Mating
What I Learned About the Importance of Values in a Relationship
Personal Perspective: Musings from a soon-to-be bride.
Posted September 30, 2022 Reviewed by Tyler Woods
As my wedding quickly approaches, I find myself both taking comfort in the arms of my fiancé while also being reminded of the past and filled with gratitude for how my life has unfolded. The ideas below are ones that come from reflective thought and research:
Choose someone who shares your values.
When we were both in graduate school in Boston, a close friend once said that she wanted a life partner who would witness her life—a sentiment which was repeated during her vows to her husband on her wedding day some years later. I thought it was an intriguing idea. Someone who could help make one’s existence meaningful just by witnessing their daily habits and occasions large and small. My summary, however, has always been different. I’ve always wanted a partner in the true sense of the word. I wish I could tell my younger self that everyone who is capable of having an opinion likely has different philosophies on love.

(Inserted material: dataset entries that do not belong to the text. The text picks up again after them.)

//! # web-research
//!
//! A web-research pipeline engine: refine a query, search the web or news,
//! scrape the result pages concurrently, rank the extracted content, and
//! synthesize a structured answer — with graceful degradation at every
//! stage.
//!
//! ## Design
//!
//! - Four tools over one pipeline: `search`, `scraper`, `analyzer`, `news`
//! - Fixed worker pool with per-host concurrency caps, request spacing,
//!   robots.txt checks, and bounded retries with exponential backoff
//! - Deterministic lexical ranking behind a pluggable scoring trait
//! - Optional LLM collaboration for refinement, narratives, and synthesis;
//!   every model path has a deterministic fallback
//! - In-memory TTL response cache keyed by request fingerprint
//!
//! ## Degradation
//!
//! Individual page failures shrink the result set rather than failing the
//! request; model failures fall back to extractive output. Only an invalid
//! request, an exhausted search provider, or a fully failed
//! content-requiring scrape surface as errors.

pub mod cache;
pub mod config;
pub mod error;
pub mod http;
pub mod llm;
pub mod orchestrator;
pub mod provider;
pub mod ranker;
pub mod refiner;
pub mod scraper;
pub mod synthesizer;
pub mod types;

pub use cache::{Fingerprint, ResponseCache};
pub use config::PipelineConfig;
pub use error::{PipelineError, Result};
pub use llm::{HttpLlmProvider, LlmProvider};
pub use orchestrator::Orchestrator;
pub use provider::{news::NewsProvider, web::WebSearchProvider, SearchProvider};
pub use ranker::{ContentRanker, LexicalScorer, ScoringStrategy};
pub use refiner::QueryRefiner;
pub use scraper::{fetch::HttpPageFetcher, fetch::PageFetcher, Scraper};
pub use synthesizer::Synthesizer;
pub use types::{
    RankedDocument, RequestOptions, ResearchRequest, ResponseEnvelope, ScrapedDocument,
    SearchResult, SourceRef, SynthesisResult, Tool,
};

Try to find someone who shares your philosophy, as it may speak to your underlying values.
Attraction is important, but other things are more so.
When thinking of the Disney fantasies that are often taught to young girls, who in a few years turn into young women, it's important to note that we don’t know very much about the Disney prince, just the facts at hand: he’s tall, usually dark-haired, and evidently handsome. He has very little substance or airtime allotted to him, but we know that he has some heroic qualities about him, or engages in heroic acts in order to save the princess. The princess also has very little choice in the matter of who it is that's saving her. Granted, the narrative has changed in more recent films, such as Tangled and Frozen, but those are not the stories women of my generation grew up with. Instead, we got beauty’s beast, an angry and controlling monster who literally locks her away and refuses her food. Through time, the beast does change, but what a terrible message to send to girls. My generation also grew up with Cinderella’s prince, who I cannot name and frankly don’t know anything about other than the obvious fact that he looks for her with a shoe.
Now, attraction is important. In fact, it’s the most important factor when we first start seeing someone. But through time, attraction wanes, and in order to sustain the relationship, what becomes more important is the values one has and whether they are shared. As time passes, the role one takes in a relationship becomes the most important factor. This is known as the "stimulus value role" theory. While regular stimuli, like being physically attracted, sharing a similar educational background, or sharing religious beliefs may be important, dispelling the Disney myth and considering someone’s values first is quite a time saver. While it may be hard to override biology in terms of being purely attracted to someone, consider attraction as a necessary secondary attribute. Start with values, and make a decision from there.
If you feel something is wrong, say something.
Communication is important; in fact, it is the lifeblood that sustains relationships. If you cannot communicate how you feel to your partner, or, if, at the end of your discussion, you feel disrespected, small, or unheard, and you shy away from communicating these feelings or find yourself continuously withdrawn, consider whether the relationship is right for you.